Honda CBR600RR

Refining Honda Style
By Staff Writer

It has been only a year since the Honda CBR600RR burst onto the 600cc sportbike scene, capturing the 2004 AMA Formula Xtreme crown along the way. So what is in store for 2005? Try even greater horsepower, an all-new inverted front fork, lighter weight, CBR1000RR-style swingarm and front brakes, and scorching new bodywork.

Change forces change. What looks like the same frame is actually a completely new part that was cast with thinner walls but re-engineered to retain the previous rendition’s excellent rigidity. The frame alone makes up for 3.6lbs of an overall reduction of 9lbs. Further weight savings were gained with the redesign of many other components including the subframe, swingarm, exhaust, axles, side stand, rear shock and the gull-wing top triple-clamp.

Further subtleties were applied toward the engine too. The 05′ gets a revised dual stage fuel injection with new injectors injecting. The motor features reshaped ports with a narrower venturi section to accelerate cylinder fuel fill. New mapping caters to that and exhaust changes too and power is up, particularly in the midrange.

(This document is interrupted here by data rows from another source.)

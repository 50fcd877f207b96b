//! Builders for domain values used across tests.
//!
//! Keeps test bodies focused on the movement being checked rather than on
//! wallet setup.

use crate::domain::{Amount, Currency, Person, Product, ProductKind};

/// Create a person whose wallet already holds `balance`.
///
/// # Panics
///
/// Panics if `balance` is negative.
pub fn person(name: &str, currency: Currency, balance: Amount) -> Person {
    let mut person = Person::new(name, currency);
    person
        .wallet_mut()
        .set_balance(balance)
        .expect("test balance must be non-negative");
    person
}

/// Create a product sold at `prices`.
pub fn product(name: &str, prices: &[(Currency, Amount)], kind: ProductKind) -> Product {
    Product::with_kind(name, prices.iter().copied(), kind)
}

/// Sum of every wallet balance, regardless of currency.
pub fn total<'a>(people: impl IntoIterator<Item = &'a Person>) -> Amount {
    people.into_iter().map(|p| p.wallet().balance()).sum()
}
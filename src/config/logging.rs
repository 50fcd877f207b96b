//! Logging configuration and initialization.

use serde::Deserialize;
use tracing_subscriber::{fmt, EnvFilter};

use crate::error::ConfigError;

/// Logging configuration.
#[derive(Debug, Clone, Deserialize)]
#[serde(default)]
pub struct LoggingConfig {
    /// Filter directive, e.g. `info` or `fundflow=debug`. `RUST_LOG` wins when set.
    pub level: String,
    /// `pretty` or `json`.
    pub format: String,
}

impl LoggingConfig {
    pub(crate) fn validate(&self) -> Result<(), ConfigError> {
        if self.level.trim().is_empty() {
            return Err(ConfigError::InvalidValue {
                field: "level",
                reason: "must not be empty".into(),
            });
        }
        if !matches!(self.format.as_str(), "pretty" | "json") {
            return Err(ConfigError::InvalidValue {
                field: "format",
                reason: format!("expected 'pretty' or 'json', got '{}'", self.format),
            });
        }
        Ok(())
    }

    /// Initialize the tracing subscriber with this logging configuration.
    ///
    /// Logs go to stderr so command output on stdout stays machine-readable.
    pub fn init(&self) {
        let filter =
            EnvFilter::try_from_default_env().unwrap_or_else(|_| EnvFilter::new(&self.level));

        match self.format.as_str() {
            "json" => {
                fmt()
                    .json()
                    .with_env_filter(filter)
                    .with_writer(std::io::stderr)
                    .init();
            }
            _ => {
                fmt()
                    .with_env_filter(filter)
                    .with_writer(std::io::stderr)
                    .init();
            }
        }
    }
}

impl Default for LoggingConfig {
    fn default() -> Self {
        Self {
            level: "warn".into(),
            format: "pretty".into(),
        }
    }
}
use thiserror::Error;

use crate::domain::FundError;

/// Configuration-related errors with structured variants.
#[derive(Error, Debug)]
pub enum ConfigError {
    #[error("invalid value for {field}: {reason}")]
    InvalidValue { field: &'static str, reason: String },

    #[error("failed to read config file: {0}")]
    ReadFile(#[source] std::io::Error),

    #[error("failed to parse config: {0}")]
    Parse(#[source] toml::de::Error),
}

/// Errors loading or running a scenario file.
#[derive(Error, Debug)]
pub enum ScenarioError {
    #[error("failed to read scenario file: {0}")]
    ReadFile(#[source] std::io::Error),

    #[error("failed to parse scenario: {0}")]
    Parse(#[source] toml::de::Error),

    #[error("duplicate name '{name}'")]
    DuplicateName { name: String },

    #[error("unknown person '{name}'")]
    UnknownPerson { name: String },

    #[error("unknown product '{name}'")]
    UnknownProduct { name: String },

    #[error("'{name}' cannot be on both sides of the same movement")]
    SameParty { name: String },

    #[error("'{name}' is listed more than once in the same step")]
    RepeatedRecipient { name: String },

    #[error("step {index} failed: {source}")]
    Step {
        index: usize,
        #[source]
        source: FundError,
    },
}

#[derive(Error, Debug)]
pub enum Error {
    #[error(transparent)]
    Config(#[from] ConfigError),

    #[error(transparent)]
    Scenario(#[from] ScenarioError),

    #[error(transparent)]
    Fund(#[from] FundError),
}

pub type Result<T> = std::result::Result<T, Error>;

The bike offers more precise handling due to the compact engine length and thinner wall sections. Hidden away beneath the swoopy new bodywork, the CBR600RR powerplant retains the same basic architecture—a 599cc, liquid-cooled, fuel-injected, in-line and four cylinder—that redlines at 15,000 rpm. This engine is amazingly compact because of a layout that places the mainshaft above the crankcase split line. Thus, allowing the countershaft to move closer to the crankshaft. The CBR600RR’s fine die-cast aluminum frame is still manufactured using innovative casting methods to provide optimum rigidity and flex characteristics where needed.

The bike has the ability to run deeper into corners on minimal braking due to the fantastic stability of the new front end. The new 41mm inverted forks are obviously smaller than last year’s 45mm and offer a saving in unsprung weight. They feature Honda’s own HMAS cartridge internals and have the usual compression, damping and rebound.

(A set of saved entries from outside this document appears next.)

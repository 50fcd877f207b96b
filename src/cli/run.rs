//! Handler for the `run` command.

use serde_json::json;
use tabled::{Table, Tabled};

use crate::cli::{output, RunArgs};
use crate::config::Config;
use crate::domain::Person;
use crate::error::Result;
use crate::scenario::{Scenario, StepOutcome, StepReport};

#[derive(Tabled)]
struct BalanceRow {
    #[tabled(rename = "Name")]
    name: String,
    #[tabled(rename = "Currency")]
    currency: String,
    #[tabled(rename = "Balance")]
    balance: String,
}

impl From<&Person> for BalanceRow {
    fn from(person: &Person) -> Self {
        Self {
            name: person.name().to_string(),
            currency: person.wallet().currency().to_string(),
            balance: person.wallet().balance().to_string(),
        }
    }
}

/// Execute a scenario and print each step plus the resulting balances.
pub fn execute(args: &RunArgs, config: &Config) -> Result<()> {
    let scenario = Scenario::load(&args.scenario)?;
    let halt_on_error = config.ledger.halt_on_error && !args.keep_going;
    let (mut ledger, steps) = scenario.into_parts();

    output::header();
    output::section("Steps");

    let result = ledger.run_with(&steps, halt_on_error, print_step);

    output::section("Balances");
    if output::is_json() {
        for person in ledger.people() {
            output::emit_json_line(
                "balance",
                json!({
                    "name": person.name(),
                    "currency": person.wallet().currency(),
                    "balance": person.wallet().balance(),
                }),
            );
        }
    } else {
        let rows: Vec<BalanceRow> = ledger.people().iter().map(BalanceRow::from).collect();
        output::table(&Table::new(rows).to_string());
    }

    let report = result?;
    let failed = report.failures().count();
    if failed > 0 {
        output::warning(&format!(
            "{} of {} steps failed and were skipped",
            failed,
            report.steps.len()
        ));
    } else {
        output::success(&format!("{} steps applied", report.applied()));
    }

    Ok(())
}

fn print_step(report: &StepReport) {
    if output::is_json() {
        let (status, detail) = match &report.outcome {
            StepOutcome::Applied { detail } => ("applied", detail.clone()),
            StepOutcome::Failed { error } => ("failed", error.to_string()),
        };
        output::emit_json_line(
            "step",
            json!({
                "index": report.index,
                "action": report.step.action(),
                "step": report.step.to_string(),
                "status": status,
                "detail": detail,
            }),
        );
        return;
    }

    let line = format!("{:>3}. {}", report.index, report.step);
    match &report.outcome {
        StepOutcome::Applied { detail } => output::success(&format!("{line} ({detail})")),
        StepOutcome::Failed { error } => output::warning(&format!("{line}: {error}")),
    }
}
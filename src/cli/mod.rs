//! Command-line interface definitions.

pub mod check;
pub mod output;
pub mod price;
pub mod run;

use clap::{Parser, Subcommand};
use std::path::PathBuf;

use crate::config::Config;
use crate::error::Result;

/// fundflow - wallets, transfers, splits and purchases from a scenario file.
#[derive(Parser, Debug)]
#[command(name = "fundflow")]
#[command(version, about, long_about = None)]
pub struct Cli {
    /// Path to configuration file (defaults apply when omitted)
    #[arg(short, long, global = true)]
    pub config: Option<PathBuf>,

    /// Emit one JSON object per line instead of text
    #[arg(long, global = true)]
    pub json: bool,

    /// Only print warnings and errors
    #[arg(short, long, global = true)]
    pub quiet: bool,

    #[command(subcommand)]
    pub command: Commands,
}

#[derive(Subcommand, Debug)]
pub enum Commands {
    /// Run every step of a scenario and show the final balances
    Run(RunArgs),

    /// Validate a scenario without running it
    Check(ScenarioArg),

    /// Show a product's price and tax in one currency
    Price(PriceArgs),
}

/// Shared argument for commands that only need a scenario path.
#[derive(Parser, Debug)]
pub struct ScenarioArg {
    /// Path to the scenario file
    pub scenario: PathBuf,
}

/// Arguments for the `run` subcommand.
#[derive(Parser, Debug)]
pub struct RunArgs {
    /// Path to the scenario file
    pub scenario: PathBuf,

    /// Record failing steps and continue instead of stopping
    #[arg(long)]
    pub keep_going: bool,
}

/// Arguments for the `price` subcommand.
#[derive(Parser, Debug)]
pub struct PriceArgs {
    /// Path to the scenario file declaring the product
    pub scenario: PathBuf,

    /// Product name
    pub product: String,

    /// Currency code, e.g. EUR
    pub currency: String,
}

impl Cli {
    /// Load the configuration named by `--config`, or the defaults.
    pub fn load_config(&self) -> Result<Config> {
        match &self.config {
            Some(path) => Config::load(path),
            None => Ok(Config::default()),
        }
    }
}
//! Application configuration loading and validation.
//!
//! Every section is optional; a missing file section falls back to its
//! default.
//!
//! # Example
//!
//! ```no_run
//! use fundflow::config::Config;
//!
//! fn main() -> Result<(), Box<dyn std::error::Error>> {
//!     let config = Config::load("fundflow.toml")?;
//!     config.init_logging();
//!     Ok(())
//! }
//! ```

use serde::Deserialize;
use std::path::Path;

use crate::error::{ConfigError, Result};

mod logging;

pub use logging::LoggingConfig;

/// How a scenario run reacts to failing steps.
#[derive(Debug, Clone, Deserialize)]
#[serde(default)]
pub struct LedgerConfig {
    /// Stop at the first failing step instead of recording it and moving on.
    pub halt_on_error: bool,
}

impl Default for LedgerConfig {
    fn default() -> Self {
        Self {
            halt_on_error: true,
        }
    }
}

/// Main application configuration.
#[derive(Debug, Clone, Default, Deserialize)]
pub struct Config {
    #[serde(default)]
    pub logging: LoggingConfig,
    #[serde(default)]
    pub ledger: LedgerConfig,
}

impl Config {
    pub fn load<P: AsRef<Path>>(path: P) -> Result<Self> {
        let content = std::fs::read_to_string(path).map_err(ConfigError::ReadFile)?;
        Self::parse(&content)
    }

    /// Parse and validate configuration from TOML text.
    pub fn parse(content: &str) -> Result<Self> {
        let config: Self = toml::from_str(content).map_err(ConfigError::Parse)?;
        config.validate()?;
        Ok(config)
    }

    fn validate(&self) -> Result<()> {
        self.logging.validate()?;
        Ok(())
    }

    /// Initialize logging with the configured settings.
    pub fn init_logging(&self) {
        self.logging.init();
    }
}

The new brakes garnish praise, too. These new Tokico radial-mounted calipers offer nice feel and were quite powerful. It seems such a minor change to the front brake set-up but the pay back is great. These particular brakes are very progressive with not too much squeeze effort needed to work. With this combination of 310mm floating rotor, forks and brakes, deep trail braking into corners is a breeze and will quite obviously offer you a quicker way around your favorite race track.

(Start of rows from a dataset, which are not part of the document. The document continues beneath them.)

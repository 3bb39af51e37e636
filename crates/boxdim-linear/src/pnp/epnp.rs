//! EPnP (Efficient Perspective-n-Point) solver for camera pose estimation.
//!
//! Implements Lepetit's control-point formulation for 4+ points. Uses
//! eigen decomposition of the world point covariance to define a minimal
//! basis, then solves for control point positions in the camera frame.

use super::pose_utils::pose_from_points;
use crate::math::smallest_singular_index;
use anyhow::{anyhow, bail, Result};
use boxdim_core::{CameraIntrinsics, Iso3, Mat3, Pt2, Pt3, Real, Vec3};
use nalgebra::{linalg::SymmetricEigen, DMatrix};

/// EPnP pose estimation for 4+ points.
///
/// Uses a control-point formulation derived from the covariance of the
/// 3D points. Returns a single pose estimate in `T_C_W` form.
pub fn epnp(world: &[Pt3], image: &[Pt2], k: &CameraIntrinsics) -> Result<Iso3> {
    let n = world.len();
    if n < 4 || image.len() != n {
        bail!("need at least 4 point correspondences, got {}", n);
    }
    k.validate()?;

    let img_norm: Vec<_> = image.iter().map(|p| k.pixel_to_normalized(p)).collect();

    let centroid = world.iter().fold(Vec3::zeros(), |acc, p| acc + p.coords) / n as Real;

    let mut cov = Mat3::zeros();
    for p in world {
        let d = p.coords - centroid;
        cov += d * d.transpose();
    }
    cov /= n as Real;

    let eig = SymmetricEigen::new(cov);
    let axes = eig.eigenvectors;
    let vals = eig.eigenvalues;

    let max_val = vals.iter().fold(0.0, |acc: Real, v| acc.max(v.abs()));
    let min_val = vals.iter().fold(Real::INFINITY, |acc: Real, v| acc.min(v.abs()));
    if max_val <= Real::EPSILON || min_val <= 1e-12 * max_val {
        bail!("EPnP needs non-coplanar 3d points");
    }

    let mut control_w = [Vec3::zeros(); 4];
    control_w[0] = centroid;
    for i in 0..3 {
        let scale = vals[i].abs().sqrt();
        control_w[i + 1] = centroid + axes.column(i).into_owned() * scale;
    }

    let basis = Mat3::from_columns(&[
        control_w[1] - control_w[0],
        control_w[2] - control_w[0],
        control_w[3] - control_w[0],
    ]);
    let basis_inv = basis
        .try_inverse()
        .ok_or_else(|| anyhow!("degenerate control point configuration for EPnP"))?;

    let alphas: Vec<[Real; 4]> = world
        .iter()
        .map(|p| {
            let coeff = basis_inv * (p.coords - control_w[0]);
            [1.0 - coeff.x - coeff.y - coeff.z, coeff.x, coeff.y, coeff.z]
        })
        .collect();

    let mut m = DMatrix::<Real>::zeros(2 * n, 12);
    for (i, (a, uv)) in alphas.iter().zip(img_norm.iter()).enumerate() {
        let r0 = 2 * i;
        let r1 = 2 * i + 1;
        for (j, &alpha) in a.iter().enumerate() {
            let c = 3 * j;
            m[(r0, c)] = alpha;
            m[(r0, c + 2)] = -uv.x * alpha;
            m[(r1, c + 1)] = alpha;
            m[(r1, c + 2)] = -uv.y * alpha;
        }
    }

    // M^T M is 12x12 regardless of n, so its SVD always yields the full basis.
    let mtm = m.transpose() * &m;
    let svd = mtm.svd(false, true);
    let v_t = svd.v_t.ok_or_else(|| anyhow!("svd failed in EPnP"))?;
    let sol = v_t.row(smallest_singular_index(&svd.singular_values));

    let mut control_c = [Vec3::zeros(); 4];
    for (j, cc) in control_c.iter_mut().enumerate() {
        *cc = Vec3::new(sol[3 * j], sol[3 * j + 1], sol[3 * j + 2]);
    }

    let mut sum_w = 0.0;
    let mut sum_c = 0.0;
    for i in 0..4 {
        for j in (i + 1)..4 {
            sum_w += (control_w[i] - control_w[j]).norm_squared();
            sum_c += (control_c[i] - control_c[j]).norm_squared();
        }
    }

    if sum_c <= Real::EPSILON {
        bail!("degenerate control point configuration for EPnP");
    }

    let mut scale = (sum_w / sum_c).sqrt();

    let camera_pts = |scale: Real| -> Vec<Vec3> {
        alphas
            .iter()
            .map(|a| {
                a.iter()
                    .zip(control_c.iter())
                    .fold(Vec3::zeros(), |acc, (&alpha, cc)| acc + cc * (alpha * scale))
            })
            .collect()
    };

    // The null vector is defined up to sign; the scene must lie in front.
    let mean_z = camera_pts(scale).iter().map(|p| p.z).sum::<Real>() / n as Real;
    if mean_z < 0.0 {
        scale = -scale;
    }

    pose_from_points(world, &camera_pts(scale))
}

The back end of the bike features the MotoGP derived Unit Pro-Link and has a redesigned swingarm. The shock linkage is now incorporated into the design of the swinger, rather than a few separate cast pieces and the whole kit and caboodle is lighter and more compact. Another upside is easier access and fewer parts to deal with. It is a handsome swingarm set-up and very purposeful looking, especially with no exhaust covering it up.

Walking around the outside of the bike, you can not help notice that the new bike is better looking than the old one. Again, the differences are very subtle with revised aerodynamics and an even more pronounced RC211V look. The rear seat unit also has a slightly slimmed down look, again very subtle, but groovier. Paintwork is typical Honda glossy good with a tribal wing design that looked fresh and up to the minute. If you are not into graphics, but into black, there is a blacked out graphic-free bike for your enjoyment. Honda has different paint options to offer on the CBR-RR (old and new) plus, the Honda wing logo really suits the slabby bodywork on the newer CBR range.

Although it looks similar, instrumentation is new, too…again more dieting with a nice slim clock design. The look is all business, too, with that large tachometer dominating your eye and a couple of LCD screens offering a mixture of speed, gas, coolant temperature, petrol gauge, and the dual tripmeter is digitized within. Similarity seems to be the name of the game here, in fact, the only way you could really tell between the old and new bike was the fact that the new bike had a smaller exhaust hole.